UzTreebank: Methodological and Practical Issues in Building a Syntactic Treebank for the Uzbek Language
Abstract
In recent years, syntactic and semantic analysis tools have become increasingly important in various subfields of Natural Language Processing (NLP). These tools enable automatic parsing of large-scale sentences in language corpora, allowing researchers to uncover syntactic structures and statistical regularities of a given language. This study focuses on the development and evaluation of syntactic parsing models for the Uzbek language, employing two widely used approaches: constituency parsing and dependency parsing. For constituency parsing, a rule-based system was developed to identify noun and verb phrases along with their internal constituents.
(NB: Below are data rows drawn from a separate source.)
//! Evaluating many queries against one server at once.

use crate::document::Document;
use crate::error::Result;
use crate::server::SearchServer;
use rayon::prelude::*;

/// Results of each query, in query order. Queries run on the rayon pool; on failure the
/// error of the earliest failing query is returned.
pub fn process_queries<S>(server: &SearchServer, queries: &[S]) -> Result<Vec<Vec<Document>>>
where
    S: AsRef<str> + Sync,
{
    let results: Vec<Result<Vec<Document>>> = queries
        .par_iter()
        .map(|query| server.find_top_documents(query.as_ref()))
        .collect();
    results.into_iter().collect()
}

/// All results of [`process_queries`] flattened in query order.
pub fn process_queries_joined<S>(server: &SearchServer, queries: &[S]) -> Result<Vec<Document>>
where
    S: AsRef<str> + Sync,
{
    Ok(process_queries(server, queries)?.into_iter().flatten().collect())
}

#[cfg(test)]
mod tests {
    use super::*;
    use crate::document::DocumentStatus;
    use crate::error::SearchError;

    fn server() -> SearchServer {
        let mut server = SearchServer::from_stop_words_text("and with").unwrap();
        let texts = [
            "funny pet and nasty rat",
            "funny pet with curly hair",
            "funny pet and not very nasty rat",
            "pet with rat and rat and rat",
            "nasty rat with curly hair",
        ];
        for (id, text) in texts.iter().enumerate() {
            server.add_document(id as i32 + 1, text, DocumentStatus::Actual, &[1, 2]).unwrap();
        }
        server
    }

    #[test]
    fn preserves_query_order() {
        let server = server();
        let queries = ["nasty rat -not", "not very funny nasty pet", "curly hair"];
        let results = process_queries(&server, &queries).unwrap();
        assert_eq!(results.len(), 3);
        for (query, result) in queries.iter().zip(&results) {
            assert_eq!(result, &server.find_top_documents(query).unwrap());
        }
        assert_eq!(results[0].len(), 3);
        assert_eq!(results[2].len(), 2);

        let joined = process_queries_joined(&server, &queries).unwrap();
        assert_eq!(joined.len(), results.iter().map(Vec::len).sum::<usize>());
        assert_eq!(joined[..3], results[0][..]);
    }

    #[test]
    fn first_error_is_reported() {
        let server = server();
        let err = process_queries(&server, &["rat", "--rat"]).unwrap_err();
        assert_eq!(err, SearchError::InvalidQuery("--rat".into()));
    }
}
use crate::catalog::DocumentCatalog;
use crate::config::SearchConfig;
use crate::document::{average_rating, DocId, Document, DocumentStatus, Rating};
use crate::error::{Result, SearchError};
use crate::index::{InvertedIndex, WordFreqs};
use crate::query::Query;
use crate::ranker::{ExecutionMode, Ranker};
use crate::stop_words::StopWordSet;
use crate::tokenizer::tokenize;
use rayon::prelude::*;
use std::iter::Copied;
use std::slice;

/// Terms of a query found in one document, with the document's status.
pub type MatchDocumentResult = (Vec<String>, DocumentStatus);

/// In-memory full-text search engine. Each instance owns all of its state.
///
/// Mutation needs `&mut self`; queries take `&self` and may run concurrently with each other.
#[derive(Debug, Clone, Default)]
pub struct SearchServer {
    stop_words: StopWordSet,
    index: InvertedIndex,
    catalog: DocumentCatalog,
    config: SearchConfig,
}

impl SearchServer {
    pub fn new<I, S>(stop_words: I) -> Result<Self>
    where
        I: IntoIterator<Item = S>,
        S: AsRef<str>,
    {
        Self::with_config(stop_words, SearchConfig::default())
    }

    pub fn with_config<I, S>(stop_words: I, config: SearchConfig) -> Result<Self>
    where
        I: IntoIterator<Item = S>,
        S: AsRef<str>,
    {
        Ok(Self::from_parts(StopWordSet::build(stop_words)?, config))
    }

    /// Build from space-delimited stop words, e.g. `"and in on"`.
    pub fn from_stop_words_text(text: &str) -> Result<Self> {
        Ok(Self::from_parts(StopWordSet::parse(text)?, SearchConfig::default()))
    }

    pub fn from_parts(stop_words: StopWordSet, config: SearchConfig) -> Self {
        Self {
            stop_words,
            index: InvertedIndex::new(),
            catalog: DocumentCatalog::new(),
            config,
        }
    }

    pub fn config(&self) -> &SearchConfig {
        &self.config
    }

    pub fn stop_words(&self) -> &StopWordSet {
        &self.stop_words
    }

    /// Index a document. All validation happens before anything is stored.
    pub fn add_document(
        &mut self,
        doc_id: DocId,
        text: &str,
        status: DocumentStatus,
        ratings: &[Rating],
    ) -> Result<()> {
        if doc_id < 0 {
            return Err(SearchError::NegativeId(doc_id));
        }
        if self.catalog.contains(doc_id) {
            return Err(SearchError::DuplicateId(doc_id));
        }
        let words = self.split_into_words_no_stop(text)?;
        self.index.add(doc_id, &words)?;
        self.catalog.insert(doc_id, average_rating(ratings), status);
        tracing::debug!(
            doc_id,
            terms = self.index.word_frequencies(doc_id).len(),
            "document added"
        );
        Ok(())
    }

    fn split_into_words_no_stop<'t>(&self, text: &'t str) -> Result<Vec<&'t str>> {
        Ok(tokenize(text)?
            .into_iter()
            .filter(|word| !self.stop_words.contains(word))
            .collect())
    }

    pub fn remove_document(&mut self, doc_id: DocId) {
        self.remove_document_with(ExecutionMode::Sequential, doc_id);
    }

    /// Remove a document; absent ids are a no-op. In parallel mode the document's own
    /// term list is collected on the rayon pool before postings are unlinked.
    pub fn remove_document_with(&mut self, mode: ExecutionMode, doc_id: DocId) {
        if self.catalog.remove(doc_id).is_none() {
            return;
        }
        match mode {
            ExecutionMode::Sequential => {
                self.index.remove(doc_id);
            }
            ExecutionMode::Parallel => {
                if let Some(word_freqs) = self.index.take_word_freqs(doc_id) {
                    let terms: Vec<&str> =
                        word_freqs.par_iter().map(|(term, _)| term.as_str()).collect();
                    self.index.unlink_terms(doc_id, terms);
                }
            }
        }
        tracing::debug!(doc_id, ?mode, "document removed");
    }

    pub fn parse_query(&self, raw_query: &str) -> Result<Query> {
        Query::parse(raw_query, &self.stop_words)
    }

    /// Top documents with status [`DocumentStatus::Actual`].
    pub fn find_top_documents(&self, raw_query: &str) -> Result<Vec<Document>> {
        self.find_top_documents_by_status(raw_query, DocumentStatus::Actual)
    }

    pub fn find_top_documents_by_status(
        &self,
        raw_query: &str,
        status: DocumentStatus,
    ) -> Result<Vec<Document>> {
        self.find_top_documents_by(raw_query, move |_, s, _| s == status)
    }

    /// Rank documents passing `predicate` on the calling thread.
    pub fn find_top_documents_by<P>(&self, raw_query: &str, predicate: P) -> Result<Vec<Document>>
    where
        P: Fn(DocId, DocumentStatus, Rating) -> bool,
    {
        let query = self.parse_query(raw_query)?;
        let documents = self.ranker().find_top(&query, predicate);
        self.log_query(&query, documents.len(), ExecutionMode::Sequential);
        Ok(documents)
    }

    pub fn par_find_top_documents(&self, raw_query: &str) -> Result<Vec<Document>> {
        self.find_top_documents_with(ExecutionMode::Parallel, raw_query, |_, s, _| {
            s == DocumentStatus::Actual
        })
    }

    /// Rank documents passing `predicate`. Output is the same in both execution modes;
    /// the predicate must be `Sync` since parallel mode calls it from worker threads.
    pub fn find_top_documents_with<P>(
        &self,
        mode: ExecutionMode,
        raw_query: &str,
        predicate: P,
    ) -> Result<Vec<Document>>
    where
        P: Fn(DocId, DocumentStatus, Rating) -> bool + Sync,
    {
        match mode {
            ExecutionMode::Sequential => self.find_top_documents_by(raw_query, predicate),
            ExecutionMode::Parallel => {
                let query = self.parse_query(raw_query)?;
                let documents = self.ranker().par_find_top(&query, predicate);
                self.log_query(&query, documents.len(), mode);
                Ok(documents)
            }
        }
    }

    fn ranker(&self) -> Ranker<'_> {
        Ranker::new(&self.index, &self.catalog, &self.config)
    }

    fn log_query(&self, query: &Query, hits: usize, mode: ExecutionMode) {
        tracing::debug!(
            plus = query.plus_terms.len(),
            minus = query.minus_terms.len(),
            hits,
            ?mode,
            "query evaluated"
        );
    }

    pub fn match_document(
        &self,
        raw_query: &str,
        doc_id: DocId,
    ) -> Result<Option<MatchDocumentResult>> {
        self.match_document_with(ExecutionMode::Sequential, raw_query, doc_id)
    }

    /// Plus-terms of the query present in the document, sorted; empty if any minus-term
    /// is present. `None` when the id is unknown.
    pub fn match_document_with(
        &self,
        mode: ExecutionMode,
        raw_query: &str,
        doc_id: DocId,
    ) -> Result<Option<MatchDocumentResult>> {
        let query = self.parse_query(raw_query)?;
        let Some(data) = self.catalog.get(doc_id) else {
            return Ok(None);
        };
        let has_term = |term: &String| self.index.contains_posting(term, doc_id);

        let matched = match mode {
            ExecutionMode::Sequential => {
                if query.minus_terms.iter().any(has_term) {
                    Vec::new()
                } else {
                    query.plus_terms.iter().filter(|&t| has_term(t)).cloned().collect()
                }
            }
            ExecutionMode::Parallel => {
                if query.minus_terms.par_iter().any(has_term) {
                    Vec::new()
                } else {
                    let mut words: Vec<String> =
                        query.plus_terms.par_iter().filter(|&t| has_term(t)).cloned().collect();
                    words.par_sort_unstable();
                    words.dedup();
                    words
                }
            }
        };
        Ok(Some((matched, data.status)))
    }

    pub fn document_count(&self) -> usize {
        self.catalog.len()
    }

    /// Id of the document at `index` in insertion order.
    pub fn document_id(&self, index: usize) -> Result<DocId> {
        self.catalog.ids().get(index).copied().ok_or(SearchError::OutOfRange {
            index,
            count: self.catalog.len(),
        })
    }

    pub fn word_frequencies(&self, doc_id: DocId) -> &WordFreqs {
        self.index.word_frequencies(doc_id)
    }

    /// Live ids in insertion order.
    pub fn iter(&self) -> Copied<slice::Iter<'_, DocId>> {
        self.catalog.ids().iter().copied()
    }
}

impl<'a> IntoIterator for &'a SearchServer {
    type Item = DocId;
    type IntoIter = Copied<slice::Iter<'a, DocId>>;

    fn into_iter(self) -> Self::IntoIter {
        self.iter()
    }
}
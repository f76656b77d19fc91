use crate::error::{Result, SearchError};
use crate::stop_words::StopWordSet;
use crate::tokenizer::tokenize;
use std::collections::BTreeSet;

/// A parsed query. Both sets are deduplicated and sorted; a word may appear in both.
#[derive(Debug, Clone, Default, PartialEq, Eq)]
pub struct Query {
    pub plus_terms: BTreeSet<String>,
    pub minus_terms: BTreeSet<String>,
}

#[derive(Debug, PartialEq, Eq)]
struct QueryWord<'a> {
    data: &'a str,
    is_minus: bool,
}

fn parse_query_word(word: &str) -> Result<QueryWord<'_>> {
    match word.strip_prefix('-') {
        None => Ok(QueryWord { data: word, is_minus: false }),
        Some(rest) if rest.is_empty() || rest.starts_with('-') => {
            Err(SearchError::InvalidQuery(word.to_string()))
        }
        Some(rest) => Ok(QueryWord { data: rest, is_minus: true }),
    }
}

impl Query {
    /// Parse raw query text, dropping stop words from both term sets.
    pub fn parse(text: &str, stop_words: &StopWordSet) -> Result<Self> {
        let mut query = Query::default();
        for word in tokenize(text)? {
            let QueryWord { data, is_minus } = parse_query_word(word)?;
            if stop_words.contains(data) {
                continue;
            }
            if is_minus {
                query.minus_terms.insert(data.to_string());
            } else {
                query.plus_terms.insert(data.to_string());
            }
        }
        Ok(query)
    }
}

#[cfg(test)]
mod tests {
    use super::*;

    fn stop() -> StopWordSet {
        StopWordSet::parse("and in").unwrap()
    }

    #[test]
    fn splits_plus_and_minus_terms() {
        let q = Query::parse("cat -dog cat and -in collar", &stop()).unwrap();
        assert_eq!(q.plus_terms.iter().collect::<Vec<_>>(), vec!["cat", "collar"]);
        assert_eq!(q.minus_terms.iter().collect::<Vec<_>>(), vec!["dog"]);
    }

    #[test]
    fn same_word_may_be_plus_and_minus() {
        let q = Query::parse("cat -cat", &stop()).unwrap();
        assert!(q.plus_terms.contains("cat"));
        assert!(q.minus_terms.contains("cat"));
    }

    #[test]
    fn rejects_malformed_minus_terms() {
        assert_eq!(
            Query::parse("cat -", &stop()),
            Err(SearchError::InvalidQuery("-".into()))
        );
        assert_eq!(
            Query::parse("--cat", &stop()),
            Err(SearchError::InvalidQuery("--cat".into()))
        );
        assert!(matches!(Query::parse("c\u{7}at", &stop()), Err(SearchError::InvalidInput(_))));
    }

    #[test]
    fn inner_hyphen_is_plain_text() {
        let q = Query::parse("well-known", &stop()).unwrap();
        assert!(q.plus_terms.contains("well-known"));
    }
}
For dependency parsing, a set of hand-crafted linguistic rules was created and applied to syntactically analyze simple Uzbek sentences. As a result of this work, a dependency-based syntactic treebank for Uzbek-Named UzTreebank was constructed. The treebank includes 20,000 automatically parsed simple sentences, of which 10,000 were manually annotated. Additionally, 36 syntactic templates of simple sentences were identified, and 50 linguistic rules were formalized and integrated into the system. The suboptimal performance of the system at its current stage is primarily attributed to the absence of hybrid modeling approaches and the limited size of the training corpus. The paper presents an overview of the rule-based architecture, parsing results, and the current stage of syntactic resource development for the Uzbek language.